Below is an example of an Oracle DB backup procedure for SA:

  1. Stop the SA server.
  2. Create a work directory (i.e. /tmp/oracle_export).
  3. Log in to SQLPlus as sysdba.
  4. Point the export tool to the working dir running the below SQL command:

CREATE OR REPLACE DIRECTORY exp_dir AS '/tmp/oracle_export/';

  1. Exit SQLPlus.
  2. As user oracle, run the following command:
expdp userid=\'/ as sysdba\' directory=exp_dir  dumpfile=sa10xusers.dmp schemas=VAULT,OPSWARE_PUBLIC_VIEWS,TWIST,SPIN,GCADMIN,TRUTH,LCREP,AAA_USER,AAA,OPSWARE_ADMIN logfile=export10x_users.log INCLUDE=USER

The above command will create a file with the SA user schemas and permissions.

  1. As user oracle, export the SA data using the command below:
exp userid=\'/ as sysdba\' file=export10xfull.dmp FULL=y log=export10x_data.log
  1. At the end of this procedure two files will be created, one containing the SA schema and second containing the SA data.

One specific scenario could involve backing up the DB at the filesystem level. In the end, it is the customer's decision, but ORACLE tools are preferred. The only exceptions are:

  • Oracle config files located under /var/opt/oracle
  • Oracle log files

The Oracle DB install path can be retrieved by checking ${ORACLE_HOME} environment variable (as Oracle user).

SA component data

Since all the items are residing on the filesystem, they can be treated uniformly. There is no preferred way of backing up files, the simplest solution could be:

  1. Create a script that rsyncs the files on a remote filesystem.
  2. Wrap that script in a (OS not SA level) cronjob.

A common practice is to use LVM snapshots.

Backing up the filesystem can also apply to Oracle (since the DB itself is also stored on the filesystem), but it will be more difficult to restore.

It is desirable to back up all the SA component data files. Those files are spread out under multiple folders across a core machine. Here is a list of those folders (some of which were already mentioned):

  • /opt/opsware
  • /var/opt/opsware
  • /etc/opt/opsware
  • /var/log/opsware
  • /etc

The size of the backup can become quite large, reaching hundreds of gigabytes and as a result, the time needed to run the backup process will also increase. The SA environment is very dynamic with many operations executed every second.

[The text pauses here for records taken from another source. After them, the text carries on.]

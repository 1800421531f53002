use serde::{Deserialize, Serialize};

use crate::core::scale::LinearScale;
use crate::core::types::{AxisDependency, PixelPoint, PixelRect, ValueRect, Viewport};
use crate::error::{ChartError, ChartResult};

/// Padding applied on each side of an axis fitted to a single value.
pub const FLAT_SPAN_PADDING: f64 = 1.0;

/// Value range of one y-axis.
#[derive(Debug, Clone, Copy, PartialEq, Serialize, Deserialize)]
pub struct AxisRange {
    pub min: f64,
    pub max: f64,
    /// When set, `min` is drawn at the top of the content rect.
    #[serde(default)]
    pub inverted: bool,
}

impl Default for AxisRange {
    fn default() -> Self {
        Self {
            min: 0.0,
            max: 1.0,
            inverted: false,
        }
    }
}

impl AxisRange {
    pub fn new(min: f64, max: f64) -> ChartResult<Self> {
        if !min.is_finite() || !max.is_finite() {
            return Err(ChartError::InvalidData(
                "axis range must be finite".to_owned(),
            ));
        }
        let (min, max) = if min <= max { (min, max) } else { (max, min) };
        Ok(Self {
            min,
            max,
            inverted: false,
        })
    }

    #[must_use]
    pub fn with_inverted(mut self, inverted: bool) -> Self {
        self.inverted = inverted;
        self
    }

    /// Fits a range around aggregated data extents.
    ///
    /// Non-finite extents (no data on this axis) fall back to `0..1`.
    /// `include_zero` pins the baseline into view, as bars grow from zero.
    /// A zero span is widened by one unit on each side so flat data still
    /// maps through the content rect.
    #[must_use]
    pub fn from_data(min: f64, max: f64, include_zero: bool) -> Self {
        if !min.is_finite() || !max.is_finite() {
            return Self::default();
        }
        let (mut min, mut max) = if min <= max { (min, max) } else { (max, min) };
        if include_zero {
            min = min.min(0.0);
            max = max.max(0.0);
        }
        if min == max {
            min -= FLAT_SPAN_PADDING;
            max += FLAT_SPAN_PADDING;
        }
        Self {
            min,
            max,
            inverted: false,
        }
    }

    #[must_use]
    pub fn span(self) -> f64 {
        self.max - self.min
    }
}

/// Value/pixel mapping for a single axis dependency.
#[derive(Debug, Clone, Copy, PartialEq, Serialize, Deserialize)]
pub struct AxisTransform {
    x: LinearScale,
    y: LinearScale,
    range: AxisRange,
}

impl AxisTransform {
    fn new(viewport: Viewport, range: AxisRange) -> Self {
        let content = viewport.content_rect();
        let (low_x, high_x) = viewport.visible_x_range();
        let x = LinearScale::new(low_x, high_x, content.left, content.right)
            .unwrap_or_else(|_| LinearScale::identity());
        let (y_start_px, y_end_px) = if range.inverted {
            (content.top, content.bottom)
        } else {
            (content.bottom, content.top)
        };
        let y = LinearScale::new(range.min, range.max, y_start_px, y_end_px)
            .unwrap_or_else(|_| LinearScale::identity());
        Self { x, y, range }
    }

    #[must_use]
    pub fn x_scale(self) -> LinearScale {
        self.x
    }

    #[must_use]
    pub fn y_scale(self) -> LinearScale {
        self.y
    }

    #[must_use]
    pub fn value_to_pixel(self, x: f64, y: f64) -> PixelPoint {
        PixelPoint::new(self.x.value_to_pixel(x), self.y.value_to_pixel(y))
    }

    #[must_use]
    pub fn pixel_to_value(self, x_px: f64, y_px: f64) -> (f64, f64) {
        (self.x.pixel_to_value(x_px), self.y.pixel_to_value(y_px))
    }
}

/// Bidirectional mapping between data values and pixels for both y-axes.
///
/// Built from the viewport's content rect and visible x-range plus one
/// [`AxisRange`] per y-axis. It is a plain value: rebuild it whenever the
/// viewport or an axis range changes instead of mutating it.
#[derive(Debug, Clone, Copy, PartialEq, Serialize, Deserialize)]
pub struct CoordinateTransformer {
    left: AxisTransform,
    right: AxisTransform,
}

impl CoordinateTransformer {
    #[must_use]
    pub fn new(viewport: Viewport, left: AxisRange, right: AxisRange) -> Self {
        Self {
            left: AxisTransform::new(viewport, left),
            right: AxisTransform::new(viewport, right),
        }
    }

    #[must_use]
    pub fn axis(&self, axis: AxisDependency) -> AxisTransform {
        match axis {
            AxisDependency::Left => self.left,
            AxisDependency::Right => self.right,
        }
    }

    #[must_use]
    pub fn axis_range(&self, axis: AxisDependency) -> AxisRange {
        self.axis(axis).range
    }

    #[must_use]
    pub fn is_inverted(&self, axis: AxisDependency) -> bool {
        self.axis(axis).range.inverted
    }

    #[must_use]
    pub fn value_to_pixel(&self, x: f64, y: f64, axis: AxisDependency) -> PixelPoint {
        self.axis(axis).value_to_pixel(x, y)
    }

    /// Maps a value with the y component scaled by the animation phase.
    #[must_use]
    pub fn value_to_pixel_phase(
        &self,
        x: f64,
        y: f64,
        axis: AxisDependency,
        phase_y: f64,
    ) -> PixelPoint {
        self.axis(axis).value_to_pixel(x, y * phase_y)
    }

    #[must_use]
    pub fn pixel_to_value(&self, x_px: f64, y_px: f64, axis: AxisDependency) -> (f64, f64) {
        self.axis(axis).pixel_to_value(x_px, y_px)
    }

    /// The x mapping is shared by both axes.
    #[must_use]
    pub fn x_value_to_pixel(&self, x: f64) -> f64 {
        self.left.x.value_to_pixel(x)
    }

    #[must_use]
    pub fn x_pixel_to_value(&self, x_px: f64) -> f64 {
        self.left.x.pixel_to_value(x_px)
    }

    #[must_use]
    pub fn y_value_to_pixel(&self, y: f64, axis: AxisDependency) -> f64 {
        self.axis(axis).y.value_to_pixel(y)
    }

    #[must_use]
    pub fn y_pixel_to_value(&self, y_px: f64, axis: AxisDependency) -> f64 {
        self.axis(axis).y.pixel_to_value(y_px)
    }

    /// Converts value-space points to pixels in place.
    pub fn points_value_to_pixel(&self, points: &mut [PixelPoint], axis: AxisDependency) {
        let transform = self.axis(axis);
        for point in points.iter_mut() {
            *point = transform.value_to_pixel(point.x, point.y);
        }
    }

    /// Converts pixel points back to value space in place.
    pub fn points_pixel_to_value(&self, points: &mut [PixelPoint], axis: AxisDependency) {
        let transform = self.axis(axis);
        for point in points.iter_mut() {
            let (x, y) = transform.pixel_to_value(point.x, point.y);
            *point = PixelPoint::new(x, y);
        }
    }

    /// Maps a value rectangle to a normalized pixel rectangle.
    #[must_use]
    pub fn rect_value_to_pixel(&self, rect: ValueRect, axis: AxisDependency) -> PixelRect {
        self.rect_to_pixel_phase(rect, axis, 1.0)
    }

    /// Maps a value rectangle with its y-values scaled by `phase_y`.
    #[must_use]
    pub fn rect_to_pixel_phase(
        &self,
        rect: ValueRect,
        axis: AxisDependency,
        phase_y: f64,
    ) -> PixelRect {
        let transform = self.axis(axis);
        let top_left = transform.value_to_pixel(rect.left, rect.top * phase_y);
        let bottom_right = transform.value_to_pixel(rect.right, rect.bottom * phase_y);
        PixelRect::new(top_left.x, top_left.y, bottom_right.x, bottom_right.y).normalized()
    }
}
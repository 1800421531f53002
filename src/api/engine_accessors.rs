use indexmap::IndexMap;
use tracing::trace;

use crate::core::{AnimationPhase, AxisDependency, AxisRange, ChartData, Rounding, Viewport};
use crate::error::{ChartError, ChartResult};
use crate::interaction::HighlightBehavior;
use crate::render::GeometryRenderer;

use super::{ChartEngine, ChartEngineConfig};

impl<R: GeometryRenderer> ChartEngine<R> {
    /// Sets or updates deterministic series metadata.
    ///
    /// `IndexMap` is used to preserve insertion order for stable snapshots.
    pub fn set_series_metadata(&mut self, key: impl Into<String>, value: impl Into<String>) {
        self.series_metadata.insert(key.into(), value.into());
    }

    #[must_use]
    pub fn series_metadata(&self) -> &IndexMap<String, String> {
        &self.series_metadata
    }

    #[must_use]
    pub fn config(&self) -> ChartEngineConfig {
        self.config
    }

    #[must_use]
    pub fn highlight_behavior(&self) -> HighlightBehavior {
        self.config.highlight_behavior()
    }

    pub fn set_highlight_full_bar_enabled(&mut self, enabled: bool) {
        self.config.highlight_full_bar_enabled = enabled;
    }

    pub fn set_group_selection_enabled(&mut self, enabled: bool) {
        self.config.group_selection_enabled = enabled;
    }

    pub fn set_rounding(&mut self, rounding: Rounding) {
        self.config.rounding = rounding;
    }

    #[must_use]
    pub fn data(&self) -> Option<&ChartData> {
        self.data.as_ref()
    }

    #[must_use]
    pub fn viewport(&self) -> Viewport {
        self.viewport
    }

    /// Replaces the viewport, keeping its visible x-range as given.
    pub fn set_viewport(&mut self, viewport: Viewport) -> ChartResult<()> {
        if !viewport.is_valid() {
            return Err(ChartError::InvalidViewport {
                width: viewport.width,
                height: viewport.height,
            });
        }
        self.viewport = viewport;
        Ok(())
    }

    /// Resizes the widget, keeping insets and the visible x-range.
    pub fn resize(&mut self, width: u32, height: u32) -> ChartResult<()> {
        let mut viewport = self.viewport;
        viewport.resize(width, height);
        self.set_viewport(viewport)
    }

    #[must_use]
    pub fn animation_phase(&self) -> AnimationPhase {
        self.phase
    }

    /// Sets animation progress; values are clamped into `0..=1`.
    pub fn set_animation_phase(&mut self, phase_x: f64, phase_y: f64) {
        self.phase = AnimationPhase::new(phase_x, phase_y);
        trace!(phase_x = self.phase.x, phase_y = self.phase.y, "set animation phase");
    }

    #[must_use]
    pub fn axis_range(&self, axis: AxisDependency) -> AxisRange {
        match axis {
            AxisDependency::Left => self.left_axis,
            AxisDependency::Right => self.right_axis,
        }
    }

    /// Pins an axis range; it stays until data is replaced with autoscaling on.
    pub fn set_axis_range(&mut self, axis: AxisDependency, range: AxisRange) {
        match axis {
            AxisDependency::Left => self.left_axis = range,
            AxisDependency::Right => self.right_axis = range,
        }
    }

    pub fn set_axis_inverted(&mut self, axis: AxisDependency, inverted: bool) {
        let range = self.axis_range(axis).with_inverted(inverted);
        self.set_axis_range(axis, range);
    }
}
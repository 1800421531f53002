//! Tracing setup for hosts embedding `chart-geometry`.
//!
//! The engine only emits `tracing` events; installing a subscriber is the
//! host's call. With the `telemetry` feature these helpers install a compact
//! `fmt` subscriber.

/// Installs a compact subscriber filtered by `RUST_LOG`, falling back to `info`.
///
/// Returns `false` when the feature is disabled or a global subscriber is
/// already installed.
#[must_use]
pub fn init_default_tracing() -> bool {
    init_tracing_with_filter("info")
}

/// Installs a compact subscriber, using `fallback_filter` when `RUST_LOG`
/// is unset or unparsable.
///
/// `fallback_filter` uses `EnvFilter` directive syntax, e.g.
/// `"chart_geometry=trace"`.
#[must_use]
pub fn init_tracing_with_filter(fallback_filter: &str) -> bool {
    #[cfg(feature = "telemetry")]
    {
        use tracing_subscriber::EnvFilter;

        let filter = EnvFilter::try_from_default_env()
            .or_else(|_| EnvFilter::try_new(fallback_filter))
            .unwrap_or_else(|_| EnvFilter::new("info"));

        return tracing_subscriber::fmt()
            .with_env_filter(filter)
            .with_target(true)
            .compact()
            .try_init()
            .is_ok();
    }

    #[cfg(not(feature = "telemetry"))]
    {
        let _ = fallback_filter;
        false
    }
}
use chart_geometry::core::LinearScale;

#[test]
fn linear_scale_round_trip() {
    let scale = LinearScale::new(0.0, 10_000.0, 0.0, 1_920.0).expect("valid scale");

    let px = scale.value_to_pixel(4_321.123);
    let back = scale.pixel_to_value(px);

    assert!((back - 4_321.123).abs() <= 1e-9);
    assert!((scale.pixels_per_unit() - 0.192).abs() <= 1e-12);
}

#[test]
fn reversed_pixel_range_grows_upward() {
    let scale = LinearScale::new(0.0, 100.0, 500.0, 0.0).expect("valid scale");

    assert_eq!(scale.value_to_pixel(0.0), 500.0);
    assert_eq!(scale.value_to_pixel(100.0), 0.0);
    assert!(scale.pixels_per_unit() < 0.0);
    assert_eq!(scale.range(), (500.0, 0.0));
    assert_eq!(scale.domain(), (0.0, 100.0));
}

#[test]
fn degenerate_scales_map_as_identity() {
    let flat_domain = LinearScale::new(5.0, 5.0, 0.0, 100.0).expect("flat domain accepted");
    let flat_range = LinearScale::new(0.0, 1.0, 40.0, 40.0).expect("flat range accepted");

    for scale in [flat_domain, flat_range, LinearScale::identity()] {
        assert!(scale.is_degenerate());
        assert_eq!(scale.value_to_pixel(12.5), 12.5);
        assert_eq!(scale.pixel_to_value(-3.0), -3.0);
        assert_eq!(scale.pixels_per_unit(), 1.0);
    }
}

#[test]
fn non_finite_bounds_are_rejected() {
    assert!(LinearScale::new(f64::NAN, 1.0, 0.0, 1.0).is_err());
    assert!(LinearScale::new(0.0, f64::INFINITY, 0.0, 1.0).is_err());
    assert!(LinearScale::new(0.0, 1.0, f64::NEG_INFINITY, 1.0).is_err());
}
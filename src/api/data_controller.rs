use tracing::{debug, warn};

use crate::core::{AxisDependency, AxisRange, ChartData, DataRevision};
use crate::error::{ChartError, ChartResult};
use crate::render::GeometryRenderer;

use super::ChartEngine;

impl<R: GeometryRenderer> ChartEngine<R> {
    /// Replaces the chart data wholesale and drops the selection.
    pub fn set_data(&mut self, data: ChartData) {
        debug!(
            data_sets = data.data_set_count(),
            entries = data.entry_count(),
            bar = data.is_bar(),
            revision = data.revision().value(),
            "set chart data"
        );
        self.data = Some(data);
        self.selection.clear();
        if self.config.auto_scale_axes {
            self.autoscale_axes();
        }
    }

    /// Removes the data and returns it.
    pub fn take_data(&mut self) -> Option<ChartData> {
        self.selection.clear();
        self.data.take()
    }

    /// Lays bar data sets out side by side; see [`ChartData::group_bars`].
    ///
    /// Fails with `NoData` when no data has been set. The selection is
    /// cleared because every entry moves.
    pub fn group_bars(
        &mut self,
        from_x: f64,
        group_space: f64,
        bar_space: f64,
    ) -> ChartResult<DataRevision> {
        let data = self.data.as_mut().ok_or(ChartError::NoData)?;
        let revision = data.group_bars(from_x, group_space, bar_space)?;
        self.selection.clear();
        if self.config.auto_scale_axes {
            self.autoscale_axes();
        }
        Ok(revision)
    }

    pub fn set_data_set_visible(
        &mut self,
        data_set_index: usize,
        visible: bool,
    ) -> ChartResult<()> {
        let data = self.data.as_mut().ok_or(ChartError::NoData)?;
        let len = data.data_set_count();
        let set = data
            .data_set_mut(data_set_index)
            .ok_or(ChartError::IndexOutOfRange {
                index: data_set_index,
                len,
            })?;
        set.set_visible(visible);
        if !visible
            && self
                .selection
                .highlighted()
                .is_some_and(|highlight| highlight.data_set_index() == data_set_index)
        {
            self.selection.clear();
        }
        Ok(())
    }

    /// Fits both y-axes and the visible x-range to the current data.
    ///
    /// Bar data keeps zero in view. Axis inversion flags are preserved.
    pub fn autoscale_axes(&mut self) {
        let Some(data) = self.data.as_ref() else {
            return;
        };
        let include_zero = data.is_bar();
        let fit = |axis: AxisDependency, current: AxisRange| {
            AxisRange::from_data(
                data.y_min(axis).unwrap_or(f64::NAN),
                data.y_max(axis).unwrap_or(f64::NAN),
                include_zero,
            )
            .with_inverted(current.inverted)
        };
        self.left_axis = fit(AxisDependency::Left, self.left_axis);
        self.right_axis = fit(AxisDependency::Right, self.right_axis);

        if let Some((low, high)) = data.x_range(self.config.fit_bars) {
            let (low, high) = if low == high {
                (low - 0.5, high + 0.5)
            } else {
                (low, high)
            };
            if let Err(err) = self.viewport.set_visible_x_range(low, high) {
                warn!(error = %err, "skipping visible range refit after data change");
            }
        }
    }
}
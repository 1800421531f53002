use chart_geometry::core::{ChartData, DataSet, Entry, IndexingMode, IntRect, Viewport};
use chart_geometry::render::NullRenderer;
use chart_geometry::{ChartEngine, ChartEngineConfig, VirtualViewProvider};

fn entries(points: &[(f64, f64)]) -> Vec<Entry> {
    points
        .iter()
        .map(|(x, y)| Entry::new(*x, *y).expect("entry"))
        .collect()
}

fn engine(config: ChartEngineConfig, data: ChartData) -> ChartEngine<NullRenderer> {
    let mut engine = ChartEngine::new(NullRenderer::default(), config).expect("engine");
    engine.set_data(data);
    engine
}

fn config() -> ChartEngineConfig {
    ChartEngineConfig::new(Viewport::new(100, 100))
}

fn bar_engine() -> ChartEngine<NullRenderer> {
    let data = ChartData::bar(
        vec![
            DataSet::new("a", entries(&[(0.0, 1.0), (1.0, 2.0), (2.0, 4.0)])),
            DataSet::new("b", entries(&[(0.5, 3.0)])),
        ],
        0.5,
    )
    .expect("bar data");
    engine(config(), data)
}

fn line_engine(config: ChartEngineConfig) -> ChartEngine<NullRenderer> {
    let data = ChartData::line(vec![
        DataSet::new("a", entries(&[(0.0, 1.0), (1.0, 2.0)])),
        DataSet::new("b", entries(&[(0.0, 3.0), (2.0, 5.0)])),
    ]);
    engine(config, data)
}

#[test]
fn bar_views_follow_x_sorted_order() {
    let engine = bar_engine();

    assert_eq!(engine.virtual_view_mode(), Some(IndexingMode::SortedByX));
    assert_eq!(engine.virtual_view_ids(), vec![0, 1, 2, 3]);
    assert_eq!(engine.visible_x_range(), (0.0, 2.0));

    assert_eq!(engine.virtual_view_id_at(25.0, 50.0), Some(1));
    assert_eq!(engine.virtual_view_id_at(50.0, 50.0), Some(2));
    assert_eq!(engine.virtual_view_id_at(75.0, 50.0), None);
    assert_eq!(engine.virtual_view_id_at(150.0, 50.0), None);
}

#[test]
fn bar_bounds_span_bar_width_and_content_height() {
    let engine = bar_engine();

    assert_eq!(
        engine.bounds_for(2),
        Some(IntRect {
            left: 37,
            top: 0,
            right: 62,
            bottom: 100,
        })
    );
    assert_eq!(engine.bounds_for(4), None);
}

#[test]
fn descriptions_use_labels_and_fall_back_to_values() {
    let data = ChartData::bar(
        vec![DataSet::new(
            "sales",
            vec![
                Entry::new(0.0, 1.5).expect("entry"),
                Entry::new(1.0, 2.0).expect("entry").with_label("Q2 sales"),
            ],
        )],
        0.5,
    )
    .expect("bar data");
    let engine = engine(config(), data);

    let plain = engine.description_for(0).expect("description");
    assert_eq!(plain.text, "sales: x 0, y 1.5");
    assert!(!plain.selected);
    assert_eq!(engine.description_for(1).expect("description").text, "Q2 sales");
    assert_eq!(engine.description_for(2), None);
}

#[test]
fn click_selects_the_entry_and_marks_it_selected() {
    let mut engine = bar_engine();

    let highlight = engine.perform_click(2).expect("highlight");
    assert_eq!(highlight.x(), 1.0);
    assert_eq!(highlight.data_set_index(), 0);
    assert_eq!(engine.highlighted(), Some(highlight));

    assert!(engine.description_for(2).expect("description").selected);
    assert!(!engine.description_for(0).expect("description").selected);
    assert_eq!(engine.perform_click(9), None);
}

#[test]
fn flat_line_views_use_global_indices() {
    let engine = line_engine(config());

    assert_eq!(engine.virtual_view_mode(), Some(IndexingMode::Flat));
    assert_eq!(engine.virtual_view_ids(), vec![0, 1, 2, 3]);
    assert_eq!(engine.virtual_view_id_at(60.0, 50.0), Some(1));
    assert_eq!(engine.virtual_view_id_at(10.0, 50.0), Some(0));
    assert_eq!(
        engine.description_for(3).expect("description").text,
        "b: x 2, y 5"
    );
}

#[test]
fn grouped_line_views_use_distinct_x_values() {
    let mut engine = line_engine(config().with_line_bounds_half_width(0.5));
    engine.set_group_selection_enabled(true);

    assert_eq!(engine.virtual_view_mode(), Some(IndexingMode::Grouped));
    assert_eq!(engine.virtual_view_ids(), vec![0, 1, 2]);
    assert_eq!(engine.virtual_view_id_at(75.0, 50.0), Some(1));

    assert_eq!(engine.description_for(0).expect("description").text, "x 0: 1 to 3");
    assert_eq!(engine.description_for(2).expect("description").text, "x 2: 5");
    assert_eq!(
        engine.bounds_for(1),
        Some(IntRect {
            left: 25,
            top: 0,
            right: 75,
            bottom: 100,
        })
    );

    let highlight = engine.perform_click(2).expect("highlight");
    assert_eq!(highlight.data_set_index(), 1);
    assert_eq!(highlight.x(), 2.0);
}

#[test]
fn engine_without_data_exposes_no_views() {
    let mut engine = ChartEngine::new(NullRenderer::default(), config()).expect("engine");

    assert_eq!(engine.virtual_view_mode(), None);
    assert!(engine.virtual_view_ids().is_empty());
    assert_eq!(engine.virtual_view_id_at(10.0, 10.0), None);
    assert_eq!(engine.description_for(0), None);
    assert_eq!(engine.bounds_for(0), None);
    assert_eq!(engine.perform_click(0), None);
}

#[test]
fn full_traversal_sorts_entries_once_per_revision() {
    let points: Vec<(f64, f64)> = (0..40).map(|i| (f64::from(i), 1.0)).collect();
    let data = ChartData::bar(
        vec![
            DataSet::new("a", entries(&points)),
            DataSet::new("b", entries(&points)),
        ],
        0.4,
    )
    .expect("bar data");
    let mut engine = engine(config(), data);

    let ids = engine.virtual_view_ids();
    assert_eq!(ids.len(), 80);
    for id in &ids {
        assert!(engine.description_for(*id).is_some());
        assert!(engine.bounds_for(*id).is_some());
    }
    let x_px = engine.transformer().x_value_to_pixel(19.0);
    assert_eq!(engine.virtual_view_id_at(x_px, 50.0), Some(38));

    let stats = engine.virtual_view_cache_stats();
    assert_eq!(stats.misses, 1);
    assert!(stats.hits >= 160);

    engine.group_bars(0.0, 0.2, 0.0).expect("group");
    assert_eq!(engine.virtual_view_ids().len(), 80);
    assert!(engine.description_for(79).is_some());
    assert_eq!(engine.virtual_view_cache_stats().misses, 2);
}
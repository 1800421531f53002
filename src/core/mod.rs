pub mod bar_buffer;
pub mod chart_data;
pub mod data_set;
pub mod entry;
pub mod indexer;
pub mod line_buffer;
pub mod scale;
pub mod transformer;
pub mod types;
pub mod windowing;

pub use bar_buffer::{
    BarBuffer, BarBufferBuilder, BarBufferOptions, BarDirection, BarRect, CornerRounding,
    RoundedEdge, clamp_bar_height,
};
pub use chart_data::{ChartData, ChartKind, DEFAULT_BAR_WIDTH, DataRevision};
pub use data_set::{DataSet, Rounding};
pub use entry::{Entry, IconHandle, StackRange, StackRanges};
pub use indexer::{EntryAddress, EntryIndexer, IndexingMode, SortedEntryIndex};
pub use line_buffer::{
    DEFAULT_POINT_SIZE_PX, LineBuffer, LineBufferBuilder, LineBufferOptions, LinePoint,
};
pub use scale::LinearScale;
pub use transformer::{AxisRange, AxisTransform, CoordinateTransformer, FLAT_SPAN_PADDING};
pub use types::{
    AnimationPhase, AxisDependency, ContentInsets, IntRect, PixelPoint, PixelRect, ValueRect,
    Viewport,
};
pub use windowing::XBounds;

To take a backup that reflects the exact SA state at a certain point in time, SA should be stopped altogether during the backup process.
If stopping SA for regular backup procedures is not possible, it is recommended to run the backups at off-peak times to limit the impact of changes that occur in SA while the backup process is running. It is also a good practice to back up the SA Software Repository root folder (/var/opt/opsware/word) separately from the rest of the files, because of its large size.

For more information about troubleshooting SA components, see the "Troubleshooting SA - Diagnostic Tests; Running a System diagnosis" section in the SA Administer section.

Troubleshooting

Right after disaster has struck and you lost your data; the next step is to figure out the components that were affected.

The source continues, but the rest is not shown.